# memory parity error



## deki

Dell tech support is useless and their forum is impossible to even make an account in so i come to you guys.

Basicaly my computer crashes and i get the following error message on a blue screen when i play the game STALKER shadow of chernobyl for longer then 10 minutes:

***Hardware Malfunction
Call your hardware vendor for support
NMI: Parity Check/Memory Parity Error
***The System has Halted***

Like i said i have a dell laptop (inspiron 9400), specs:
1GB RAM
Intel Core 2 Duo 1.83GHz
GeForce Go 7900GS 256MB
Windows XP


----------



## MunkyPhil

Take a look at THIS.

Hope it helps


----------



## TheMatt

Hi, :wave:

Try running the laptop with only one RAM stick, and then the other. It could be a bad DIMM.


----------



## deki

I ran a dell diagnostics test. Thats a test thats preinstalled on all dell computers to determine errors and i got about 25 errors that all go something like this:

Error Code: 5300:0119
Msg: Detected a failure while writing and reading video memory. Video Mode: 4h (320x200x4). Address BA66Ch, expected to read FFFFFFFFh, but read FFFFFBFFh instead.

Any ideas?


----------



## TheMatt

Try what I posted in my previous post. :wink:


----------



## deki

I only have one 1GB memory stick but i tried to put it into the other slot, it didnt help.


----------



## DellCA

deki, with the errors from the Dell diagnostics it sounds like the video card itself is the problem. (BTW, thank you for posting the entire error message! makes it so much easier to diagnose that way ).

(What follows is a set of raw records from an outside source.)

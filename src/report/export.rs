//! CSV export of result tables.
//!
//! The export is a plain function of the table: the same rows always produce
//! the same bytes. Previously exported files can be read back with
//! [`read_csv`].

use crate::error::ExportError;
use crate::models::{ResultRow, ResultTable};
use chrono::NaiveDate;
use std::io::Read;
use std::path::{Path, PathBuf};
use tracing::info;

/// File name offered for the export.
pub const EXPORT_FILE_NAME: &str = "results.csv";
/// MIME type of the export.
pub const EXPORT_MIME_TYPE: &str = "text/csv";

const DATE_HEADER: &str = "Date";
const LOCATION_HEADER: &str = "Location";
const NDVI_HEADER: &str = "Custom_NDVI";
/// Historical label of the water index column, space included.
pub const LEGACY_NDWI_HEADER: &str = "Custom_ND VI";
const NDWI_HEADER: &str = "Custom_NDWI";

/// A serialized table ready to be written or downloaded.
#[derive(Debug, Clone, PartialEq)]
pub struct CsvExport {
    pub file_name: String,
    pub mime_type: &'static str,
    pub data: String,
}

/// Column labels of the export.
pub fn header(legacy: bool) -> [&'static str; 4] {
    [
        DATE_HEADER,
        LOCATION_HEADER,
        NDVI_HEADER,
        if legacy { LEGACY_NDWI_HEADER } else { NDWI_HEADER },
    ]
}

/// Serialize a table to CSV text.
pub fn to_csv(table: &ResultTable, legacy_header: bool) -> Result<String, ExportError> {
    let mut writer = csv::Writer::from_writer(Vec::new());
    writer.write_record(header(legacy_header))?;

    for row in table.iter() {
        writer.write_record([
            row.date.format("%Y-%m-%d").to_string(),
            row.location.clone(),
            row.ndvi.to_string(),
            row.ndwi.to_string(),
        ])?;
    }

    let bytes = writer
        .into_inner()
        .map_err(|e| ExportError::Io(e.into_error()))?;
    String::from_utf8(bytes).map_err(|e| ExportError::Invalid(e.to_string()))
}

/// Build the downloadable export.
pub fn export(table: &ResultTable, legacy_header: bool) -> Result<CsvExport, ExportError> {
    Ok(CsvExport {
        file_name: EXPORT_FILE_NAME.to_string(),
        mime_type: EXPORT_MIME_TYPE,
        data: to_csv(table, legacy_header)?,
    })
}

/// Write the export to `path`, or to its file name inside `path` when that
/// is a directory. Returns the file written.
pub fn write_csv(export: &CsvExport, path: &Path) -> Result<PathBuf, ExportError> {
    let target = if path.is_dir() {
        path.join(&export.file_name)
    } else {
        path.to_path_buf()
    };

    std::fs::write(&target, export.data.as_bytes())?;
    info!(
        "Wrote {} ({}, {} bytes)",
        target.display(),
        export.mime_type,
        export.data.len()
    );
    Ok(target)
}

/// Parse a previously exported CSV. Both header spellings are accepted.
pub fn read_csv<R: Read>(reader: R) -> Result<ResultTable, ExportError> {
    let mut reader = csv::Reader::from_reader(reader);

    let headers = reader.headers()?.clone();
    let names: Vec<&str> = headers.iter().collect();
    if names != header(true) && names != header(false) {
        return Err(ExportError::Invalid(format!(
            "unexpected header: {}",
            names.join(",")
        )));
    }

    let mut table = ResultTable::new();
    for (i, record) in reader.records().enumerate() {
        let record = record?;
        let line = i + 2;
        let field = |idx: usize| {
            record
                .get(idx)
                .ok_or_else(|| ExportError::Invalid(format!("line {}: missing column {}", line, idx + 1)))
        };
        let number = |idx: usize| -> Result<f64, ExportError> {
            field(idx)?
                .parse::<f64>()
                .map_err(|e| ExportError::Invalid(format!("line {}: {}", line, e)))
        };

        let date = NaiveDate::parse_from_str(field(0)?, "%Y-%m-%d")
            .map_err(|e| ExportError::Invalid(format!("line {}: {}", line, e)))?;

        table.push(ResultRow {
            date,
            location: field(1)?.to_string(),
            ndvi: number(2)?,
            ndwi: number(3)?,
        });
    }

    Ok(table)
}

/// Read a results file from disk.
pub fn load_csv(path: &Path) -> Result<ResultTable, ExportError> {
    let file = std::fs::File::open(path)?;
    read_csv(file)
}

#[cfg(test)]
mod tests {
    use super::*;
    use tempfile::TempDir;

    fn row(date: &str, location: &str, ndvi: f64, ndwi: f64) -> ResultRow {
        ResultRow {
            date: NaiveDate::parse_from_str(date, "%Y-%m-%d").unwrap(),
            location: location.to_string(),
            ndvi,
            ndwi,
        }
    }

    fn sample() -> ResultTable {
        ResultTable::from(vec![
            row("2024-01-01", "Origin", 0.3333333333333333, 0.25),
            row("2024-01-01", "Rome, Italy", -0.125, 0.0),
            row("2024-01-31", "Origin", 0.4, -0.05),
        ])
    }

    #[test]
    fn test_legacy_header() {
        let csv = to_csv(&ResultTable::new(), true).unwrap();
        assert_eq!(csv, "Date,Location,Custom_NDVI,Custom_ND VI\n");

        let csv = to_csv(&ResultTable::new(), false).unwrap();
        assert_eq!(csv, "Date,Location,Custom_NDVI,Custom_NDWI\n");
    }

    #[test]
    fn test_rows_and_quoting() {
        let csv = to_csv(&sample(), true).unwrap();
        let lines: Vec<&str> = csv.lines().collect();

        assert_eq!(lines.len(), 4);
        assert_eq!(lines[1], "2024-01-01,Origin,0.3333333333333333,0.25");
        assert_eq!(lines[2], "2024-01-01,\"Rome, Italy\",-0.125,0");
        assert_eq!(lines[3], "2024-01-31,Origin,0.4,-0.05");
    }

    #[test]
    fn test_export_is_deterministic() {
        let first = export(&sample(), true).unwrap();
        let second = export(&sample(), true).unwrap();

        assert_eq!(first, second);
        assert_eq!(first.file_name, "results.csv");
        assert_eq!(first.mime_type, "text/csv");
    }

    #[test]
    fn test_round_trip() {
        for legacy in [true, false] {
            let csv = to_csv(&sample(), legacy).unwrap();
            let parsed = read_csv(csv.as_bytes()).unwrap();
            assert_eq!(parsed, sample());
        }
    }

    #[test]
    fn test_read_rejects_foreign_files() {
        assert!(read_csv("a,b,c\n1,2,3\n".as_bytes()).is_err());
        assert!(read_csv("Date,Location,Custom_NDVI,Custom_ND VI\nyesterday,X,0.1,0.2\n".as_bytes()).is_err());
        assert!(read_csv("Date,Location,Custom_NDVI,Custom_ND VI\n2024-01-01,X,high,0.2\n".as_bytes()).is_err());
    }

    #[test]
    fn test_write_and_load() {
        let dir = TempDir::new().unwrap();
        let path = dir.path().join(EXPORT_FILE_NAME);

        let export = export(&sample(), true).unwrap();
        assert_eq!(write_csv(&export, &path).unwrap(), path);

        assert_eq!(load_csv(&path).unwrap().len(), 3);
    }

    #[test]
    fn test_write_into_directory_uses_file_name() {
        let dir = TempDir::new().unwrap();

        let export = export(&sample(), false).unwrap();
        let written = write_csv(&export, dir.path()).unwrap();

        assert_eq!(written, dir.path().join("results.csv"));
        assert_eq!(load_csv(&written).unwrap(), sample());
    }
}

If you haven't already checked, I will be more than happy to see if the system is still under warranty. If it is, then it will be a simple matter for me to have the video card replaced. Feel free to send me a PM on this and I'll help you in any way I can.


Larry
Dell Customer Advocate


----------



## gerrtt06

I am having the same problem, just started two days ago somewhat randomly. 

I've tried all the usual stuff but I'm starting to think checking the RAM would be a good idea after what I have read on various self-help forums. I'm going to run the memtest when I get back home tonight but if it came down to opening up my computer and moving things around I'm not sure how I would feel. I've done that sort of thing before with a desktop but I the computer I am having trouble with is a laptop...not really familiar with that sort of thing.

Is there a good walkthrough I could maybe take a look at to help ease my discomfort about disecting my baby?


----------



## DellCA

gerrtt06, If your computer is a Dell then you can get the service manual from the Dell support website (http://support.dell.com). The service manuals have instructions for full teardown and part replacement for any Dell computer.

Larry
Dell Customer Advocate


----------



## gerrtt06

Thanks for that, I'll take a look and maybe print some relevant parts while I'm at work.

Turns out I had the same error report as the other guy when I did a dell diagnostics check, so it looks like I'll be needing a new video card. 

Do they tend to be able to be replaced in laptops or are they affixed permanently to the motherboards?


----------



## TheMatt

For the most part yes the video cards are integrated into the motherboard in which case it is usually most cost effective to replace the laptop. There are a few instances where the video card is of a modular design and/or uses an industry standard (MXM) and can be replaced or even upgraded.

What model computer do you have?


----------



## gerrtt06

Dell Inspiron e1705.

The service manual seems to imply that the video card can be removed, albeit with a bit of work.


----------



## TheMatt

You can replace it then, however the tough part will be finding a replacement part. eBay would probably be your best bet.


----------



## gerrtt06

Can I not just buy a new graphics card?


----------



## TheMatt

Yes, however you will need to find it first. The special modular video cards are not easy to find.


----------



## DellCA

The E1705 systems were sold with integrated Intel or discrete (removable) mobile versions of the ATI X1400, nVidia 7800, 7900 and possibly 7950 cards. Those are the versions that will have drivers from Dell for your system. While other cards should work (assuming they are the correct form factor and connection) they have not been tested by Dell so there is a chance they would not.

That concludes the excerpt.